En accusant l’Algérie de fermer les yeux, voire d’encourager les violations des droits de l’Homme dans les camps des réfugiés, le représentant du Maroc feint-il ignorer qu’une mission des Nations unies se trouve sur place depuis la proclamation du cessez-le-feu en 1991 ? Sait-il que plus d’une vingtaine d’ONG européennes chargées de mettre en œuvre les programmes humanitaires financés par Bruxelles sont présentes sur le terrain et ce, depuis plus de vingt-cinq ans ? Enfin, et si l’on devait donner un kopek de crédit aux propos débridés du représentant marocain, les agences des Nations unies (HCR, PAM, OMS et Unicef) qui supervisent la mise en œuvre de leurs mandats seraient donc complices de ces pratiques par leur silence coupable ?
Il s’agit d’une insulte insupportable à l’endroit de tous ces personnels qui apportent réconfort, protection et assistance aux réfugiés sahraouis.
L’ambassadeur marocain aurait été mieux avisé de se prononcer sur l’absence de réponse de son gouvernement aux appels urgents et réitérés du Haut-Commissariat aux droits de l’Homme et sur les communiqués de dénonciation émanant des mécanismes de droits de l’Homme dont le dernier en date du 1er juillet 2021, de Mary Lawlor, rapporteur spécial sur les défenseurs des droits de l’Homme.
L’appel à la reprise des visites des équipes du Haut-Commissariat aux droits de l’Homme dans les territoires occupés lancé par la haute commissaire en date du 14 septembre 2020, lors de la 45e session du Conseil, n’a toujours pas reçu de réponse de la part des autorités marocaines qui se targuent, faussement, de «coopération» avec la machinerie des droits de l’Homme.

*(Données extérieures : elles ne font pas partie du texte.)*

//! Mapper configuration.
//!
//! Loaded from TOML; every field has a default so a partial file (or none)
//! is valid.
//!
//! ```toml
//! resolution = 0.05
//! max_range = 2.0
//! compress_map = true
//!
//! [sensor_model]
//! hit = 0.7
//! miss = 0.4
//!
//! [noentry]
//! ground_as_noentry = true
//!
//! [classes]
//! default_pitch = 0.02
//! classes = [{ id = 41, name = "mug", pitch = 0.01 }]
//! ```

use std::path::Path;

use serde::Deserialize;

use crate::constants::ClassId;
use crate::error::{MapError, Result};

/// Hit/miss probabilities and clamping bounds of the occupancy update.
#[derive(Clone, Copy, Debug, PartialEq, Deserialize)]
#[serde(default)]
pub struct SensorModel {
  /// Probability assigned to a hit observation.
  pub hit: f64,
  /// Probability assigned to a miss observation.
  pub miss: f64,
  /// Lower clamping bound.
  pub min: f64,
  /// Upper clamping bound. Cells saturated at this value mark another
  /// object's territory in the no-entry derivation.
  pub max: f64,
}

impl Default for SensorModel {
  fn default() -> Self {
    Self {
      hit: 0.7,
      miss: 0.4,
      min: 0.12,
      max: 0.97,
    }
  }
}

/// Toggles for the no-entry derivation. Reconfigurable at runtime.
#[derive(Clone, Copy, Debug, Default, PartialEq, Eq, Deserialize)]
#[serde(default)]
pub struct NoEntryRules {
  /// Cells below the ground plane (world z < 0) are no-entry.
  pub ground_as_noentry: bool,
  /// Known-free background cells are no-entry.
  pub free_as_noentry: bool,
}

/// One object class.
#[derive(Clone, Debug, PartialEq, Deserialize)]
pub struct ClassEntry {
  pub id: ClassId,
  pub name: String,
  /// Voxel pitch used for trees of this class.
  pub pitch: f64,
}

/// Class id to name/pitch table.
#[derive(Clone, Debug, PartialEq, Deserialize)]
#[serde(default)]
pub struct ClassCatalog {
  /// Pitch for classes missing from `classes`.
  pub default_pitch: f64,
  pub classes: Vec<ClassEntry>,
}

impl Default for ClassCatalog {
  fn default() -> Self {
    Self {
      default_pitch: 0.01,
      classes: Vec::new(),
    }
  }
}

impl ClassCatalog {
  pub fn get(&self, class_id: ClassId) -> Option<&ClassEntry> {
    self.classes.iter().find(|entry| entry.id == class_id)
  }

  /// Voxel pitch for a class.
  pub fn pitch_for(&self, class_id: ClassId) -> f64 {
    self.get(class_id).map_or(self.default_pitch, |entry| entry.pitch)
  }

  /// Class name, if cataloged.
  pub fn name_of(&self, class_id: ClassId) -> Option<&str> {
    self.get(class_id).map(|entry| entry.name.as_str())
  }
}

/// Mapper configuration.
#[derive(Clone, Debug, PartialEq, Deserialize)]
#[serde(default)]
pub struct MapperConfig {
  /// Background tree pitch.
  pub resolution: f64,
  /// Insertion range; negative means unbounded.
  pub max_range: f64,
  pub sensor_model: SensorModel,
  /// Prune every tree after insertion.
  pub compress_map: bool,
  pub noentry: NoEntryRules,
  /// Use the remote render service instead of local ray casting.
  pub use_render_service: bool,
  /// Minimum IoU for a region to keep a predicted identity.
  pub association_threshold: f64,
  /// Hide isolated background voxels in marker output.
  pub filter_speckles: bool,
  /// World frame name carried on outputs.
  pub frame_id: String,
  /// Sensor frame name carried on sensor-frame grids.
  pub sensor_frame_id: String,
  /// Upper bound on pose resolution wait.
  pub pose_timeout_ms: u64,
  pub classes: ClassCatalog,
}

impl Default for MapperConfig {
  fn default() -> Self {
    Self {
      resolution: 0.05,
      max_range: -1.0,
      sensor_model: SensorModel::default(),
      compress_map: true,
      noentry: NoEntryRules::default(),
      use_render_service: false,
      association_threshold: 0.5,
      filter_speckles: false,
      frame_id: "map".to_string(),
      sensor_frame_id: "camera_color_optical_frame".to_string(),
      pose_timeout_ms: 100,
      classes: ClassCatalog::default(),
    }
  }
}

impl MapperConfig {
  /// Parse and validate a TOML document.
  pub fn from_toml_str(content: &str) -> Result<Self> {
    let config: MapperConfig = toml::from_str(content)?;
    config.validate()?;
    Ok(config)
  }

  /// Load and validate a TOML file.
  pub fn load(path: &Path) -> Result<Self> {
    let content = std::fs::read_to_string(path)?;
    Self::from_toml_str(&content)
  }

  /// Insertion range, `None` when unbounded.
  #[inline]
  pub fn range_limit(&self) -> Option<f64> {
    (self.max_range >= 0.0).then_some(self.max_range)
  }

  /// Check value ranges.
  pub fn validate(&self) -> Result<()> {
    if !(self.resolution.is_finite() && self.resolution > 0.0) {
      return Err(MapError::Config(format!(
        "resolution must be positive, got {}",
        self.resolution
      )));
    }
    let model = &self.sensor_model;
    for (name, p) in [
      ("hit", model.hit),
      ("miss", model.miss),
      ("min", model.min),
      ("max", model.max),
    ] {
      if !(p > 0.0 && p < 1.0) {
        return Err(MapError::Config(format!(
          "sensor_model.{} must be in (0, 1), got {}",
          name, p
        )));
      }
    }
    if model.min >= model.max {
      return Err(MapError::Config(format!(
        "sensor_model.min ({}) must be below sensor_model.max ({})",
        model.min, model.max
      )));
    }
    if !(model.miss < 0.5 && model.hit > 0.5) {
      return Err(MapError::Config(format!(
        "sensor_model requires miss < 0.5 < hit, got miss {} hit {}",
        model.miss, model.hit
      )));
    }
    if !(self.association_threshold > 0.0 && self.association_threshold <= 1.0) {
      return Err(MapError::Config(format!(
        "association_threshold must be in (0, 1], got {}",
        self.association_threshold
      )));
    }
    if !(self.classes.default_pitch.is_finite() && self.classes.default_pitch > 0.0) {
      return Err(MapError::Config(format!(
        "classes.default_pitch must be positive, got {}",
        self.classes.default_pitch
      )));
    }
    if let Some(entry) = self
      .classes
      .classes
      .iter()
      .find(|entry| !(entry.pitch.is_finite() && entry.pitch > 0.0))
    {
      return Err(MapError::Config(format!(
        "class {} ({}) has non-positive pitch {}",
        entry.id, entry.name, entry.pitch
      )));
    }
    Ok(())
  }
}

#[cfg(test)]
#[path = "config_test.rs"]
mod config_test;
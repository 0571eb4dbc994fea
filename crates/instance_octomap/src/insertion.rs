//! ScanInserter - integrates one labeled scan into every instance tree.
//!
//! # Flow
//!
//! ```text
//! sampled pixels (even row/col, valid point, label != -2)
//!        │
//!        │ validate: every label >= 0 has a class, else abort untouched
//!        ▼
//! ┌──────────────────────┐   rayon fold/reduce, per-worker partial sets
//! │ classify             │   free:      background keys along each ray
//! │                      │   occupied:  endpoint key per target tree
//! └──────────┬───────────┘
//!            ▼
//! ┌──────────────────────┐   rayon, one task per tree
//! │ apply                │   background: miss(free - occupied), hit(occupied)
//! │                      │   objects:    hit(occupied)
//! └──────────┬───────────┘
//!            ▼
//!   bbox ∪= scan extent, centroid = scan mean, optional prune
//! ```
//!
//! Object trees never receive misses; free space is only tracked by the
//! background.

use std::collections::{BTreeMap, HashMap, HashSet};

use glam::DVec3;
use rayon::prelude::*;

use crate::config::{ClassCatalog, MapperConfig};
use crate::constants::{ClassId, InstanceId, BACKGROUND_ID, UNCERTAIN_ID};
use crate::error::{MapError, Result};
use crate::octree::{DAabb3, KeyCoder, VoxelKey, VoxelOctree};
use crate::store::InstanceStore;
use crate::types::{check_layout, is_valid_point, sampled_pixels, LabelImage, PointCloud};

/// Summary of one insertion.
#[derive(Clone, Debug, Default, PartialEq)]
pub struct InsertionReport {
  /// Points classified (sampled, valid, labeled).
  pub points: usize,
  /// Points beyond `max_range` (only their truncated ray was integrated).
  pub truncated: usize,
  /// Points whose key fell outside a tree's addressable range.
  pub out_of_bounds: usize,
  /// Instance trees created by this scan, ascending.
  pub created: Vec<InstanceId>,
  /// Instance ids observed by this scan, ascending.
  pub observed: Vec<InstanceId>,
  /// Background misses applied.
  pub free_cells: usize,
  /// Hits applied over all trees.
  pub occupied_cells: usize,
  /// Nodes collapsed by pruning.
  pub pruned: usize,
}

/// Running extent and sum of an instance's points.
#[derive(Clone, Copy, Debug)]
struct PointStats {
  extent: DAabb3,
  sum: DVec3,
  count: usize,
}

impl PointStats {
  fn new(point: DVec3) -> Self {
    Self {
      extent: DAabb3::from_point(point),
      sum: point,
      count: 1,
    }
  }

  fn add(&mut self, point: DVec3) {
    self.extent.encapsulate(point);
    self.sum += point;
    self.count += 1;
  }

  fn merge(&mut self, other: &PointStats) {
    self.extent = self.extent.union(&other.extent);
    self.sum += other.sum;
    self.count += other.count;
  }

  fn centroid(&self) -> DVec3 {
    self.sum / self.count as f64
  }
}

/// Per-worker classification result.
#[derive(Default)]
struct Classified {
  free: HashSet<VoxelKey>,
  occupied: HashMap<InstanceId, HashSet<VoxelKey>>,
  stats: HashMap<InstanceId, PointStats>,
  points: usize,
  truncated: usize,
  out_of_bounds: usize,
}

impl Classified {
  fn merge(self, other: Classified) -> Classified {
    // Extend the larger partial.
    let (mut into, from) = if self.free.len() >= other.free.len() {
      (self, other)
    } else {
      (other, self)
    };
    into.free.extend(from.free);
    for (id, keys) in from.occupied {
      into.occupied.entry(id).or_default().extend(keys);
    }
    for (id, stats) in from.stats {
      into
        .stats
        .entry(id)
        .and_modify(|existing| existing.merge(&stats))
        .or_insert(stats);
    }
    into.points += from.points;
    into.truncated += from.truncated;
    into.out_of_bounds += from.out_of_bounds;
    into
  }
}

/// One labeled, valid, sampled point.
#[derive(Clone, Copy)]
struct LabeledPoint {
  point: DVec3,
  id: InstanceId,
}

/// Integrates scans into an [`InstanceStore`].
#[derive(Clone, Debug)]
pub struct ScanInserter {
  max_range: Option<f64>,
  compress: bool,
  catalog: ClassCatalog,
}

impl ScanInserter {
  pub fn new(config: &MapperConfig) -> Self {
    Self {
      max_range: config.range_limit(),
      compress: config.compress_map,
      catalog: config.classes.clone(),
    }
  }

  /// Integrate one scan.
  ///
  /// `cloud` is in the world frame and `labels` holds persistent ids. On
  /// error the store is left untouched.
  #[tracing::instrument(skip_all, name = "insertion::insert")]
  pub fn insert(
    &self,
    store: &mut InstanceStore,
    origin: DVec3,
    cloud: &PointCloud,
    labels: &LabelImage,
    classes: &BTreeMap<InstanceId, ClassId>,
  ) -> Result<InsertionReport> {
    check_layout(cloud, labels)?;

    let points: Vec<LabeledPoint> = sampled_pixels(cloud.width, cloud.height)
      .filter_map(|(row, col)| {
        let id = labels.get(row, col);
        let point = cloud.get(row, col);
        (id != UNCERTAIN_ID && is_valid_point(point)).then_some(LabeledPoint { point, id })
      })
      .collect();

    // Validate before touching the store.
    let mut new_ids: BTreeMap<InstanceId, ClassId> = BTreeMap::new();
    for labeled in points.iter().filter(|labeled| labeled.id >= 0) {
      let Some(&class_id) = classes.get(&labeled.id) else {
        tracing::error!(instance_id = labeled.id, "label without class entry, insertion aborted");
        return Err(MapError::UnknownInstanceClass {
          instance_id: labeled.id,
        });
      };
      new_ids.insert(labeled.id, class_id);
    }

    let mut report = InsertionReport::default();
    store.ensure_background();
    for (&id, &class_id) in &new_ids {
      if store.ensure_instance(id, class_id, self.catalog.pitch_for(class_id)) {
        report.created.push(id);
      }
    }

    let classified = {
      let _span = tracing::info_span!("classify", points = points.len()).entered();
      let coders: HashMap<InstanceId, KeyCoder> = store
        .iter()
        .map(|(id, entry)| (id, *entry.tree().coder()))
        .collect();
      let Some(background) = store.background() else {
        return Ok(report);
      };
      self.classify(&points, origin, background, &coders)
    };

    {
      let _span = tracing::info_span!("apply").entered();
      let Classified {
        free, occupied, ..
      } = &classified;
      let empty: HashSet<VoxelKey> = HashSet::new();
      let counts: Vec<(usize, usize)> = store
        .entries_mut()
        .par_iter_mut()
        .map(|(id, entry)| {
          let hits = occupied.get(id).unwrap_or(&empty);
          apply_updates(&mut entry.tree, *id == BACKGROUND_ID, free, hits)
        })
        .collect();
      for (misses, hits) in counts {
        report.free_cells += misses;
        report.occupied_cells += hits;
      }
    }

    for (id, stats) in &classified.stats {
      if *id == BACKGROUND_ID {
        continue;
      }
      if let Some(entry) = store.get_mut(*id) {
        entry.record_points(stats.extent, stats.centroid());
      }
    }

    if self.compress {
      let _span = tracing::info_span!("prune").entered();
      report.pruned = store.prune_all();
    }

    report.points = classified.points;
    report.truncated = classified.truncated;
    report.out_of_bounds = classified.out_of_bounds;
    report.observed = {
      let mut observed: Vec<InstanceId> = classified.stats.keys().copied().collect();
      observed.sort_unstable();
      observed
    };
    tracing::debug!(
      points = report.points,
      created = report.created.len(),
      free = report.free_cells,
      occupied = report.occupied_cells,
      "scan inserted"
    );
    Ok(report)
  }

  fn classify(
    &self,
    points: &[LabeledPoint],
    origin: DVec3,
    background: &VoxelOctree,
    coders: &HashMap<InstanceId, KeyCoder>,
  ) -> Classified {
    points
      .par_iter()
      .fold(Classified::default, |mut acc, labeled| {
        self.classify_point(&mut acc, labeled, origin, background, coders);
        acc
      })
      .reduce(Classified::default, Classified::merge)
  }

  fn classify_point(
    &self,
    acc: &mut Classified,
    labeled: &LabeledPoint,
    origin: DVec3,
    background: &VoxelOctree,
    coders: &HashMap<InstanceId, KeyCoder>,
  ) {
    let LabeledPoint { point, id } = *labeled;
    acc.points += 1;
    match acc.stats.get_mut(&id) {
      Some(stats) => stats.add(point),
      None => {
        acc.stats.insert(id, PointStats::new(point));
      }
    }

    let offset = point - origin;
    let distance = offset.length();
    let in_range = self.max_range.map_or(true, |range| distance <= range);
    let end = match self.max_range {
      Some(range) if !in_range => origin + offset * (range / distance),
      _ => point,
    };

    match background.ray_keys(origin, end) {
      Some(keys) => acc.free.extend(keys),
      None => acc.out_of_bounds += 1,
    }
    if !in_range {
      acc.truncated += 1;
      return;
    }

    let Some(key) = coders.get(&id).and_then(|coder| coder.coord_to_key(point)) else {
      acc.out_of_bounds += 1;
      return;
    };
    acc.occupied.entry(id).or_default().insert(key);
    if id != BACKGROUND_ID {
      if let Some(background_key) = background.coord_to_key(point) {
        acc.free.insert(background_key);
      }
    }
  }
}

/// Apply one scan's updates to a tree. Returns `(misses, hits)`.
fn apply_updates(
  tree: &mut VoxelOctree,
  is_background: bool,
  free: &HashSet<VoxelKey>,
  occupied: &HashSet<VoxelKey>,
) -> (usize, usize) {
  let mut misses = 0;
  if is_background {
    for key in free.iter().filter(|key| !occupied.contains(key)) {
      tree.update_node(*key, false);
      misses += 1;
    }
  }
  for key in occupied {
    tree.update_node(*key, true);
  }
  (misses, occupied.len())
}

#[cfg(test)]
#[path = "insertion_test.rs"]
mod insertion_test;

Frustrée par l’absence manifeste de coopération de la part du Maroc, la haut-commissaire avait souligné, lors d’une rencontre avec le groupe de soutien de Genève, que son institution est «empêchée par certaines parties d’attirer l’attention de la communauté internationale sur la situation des droits humains au Sahara Occidental».
A. B.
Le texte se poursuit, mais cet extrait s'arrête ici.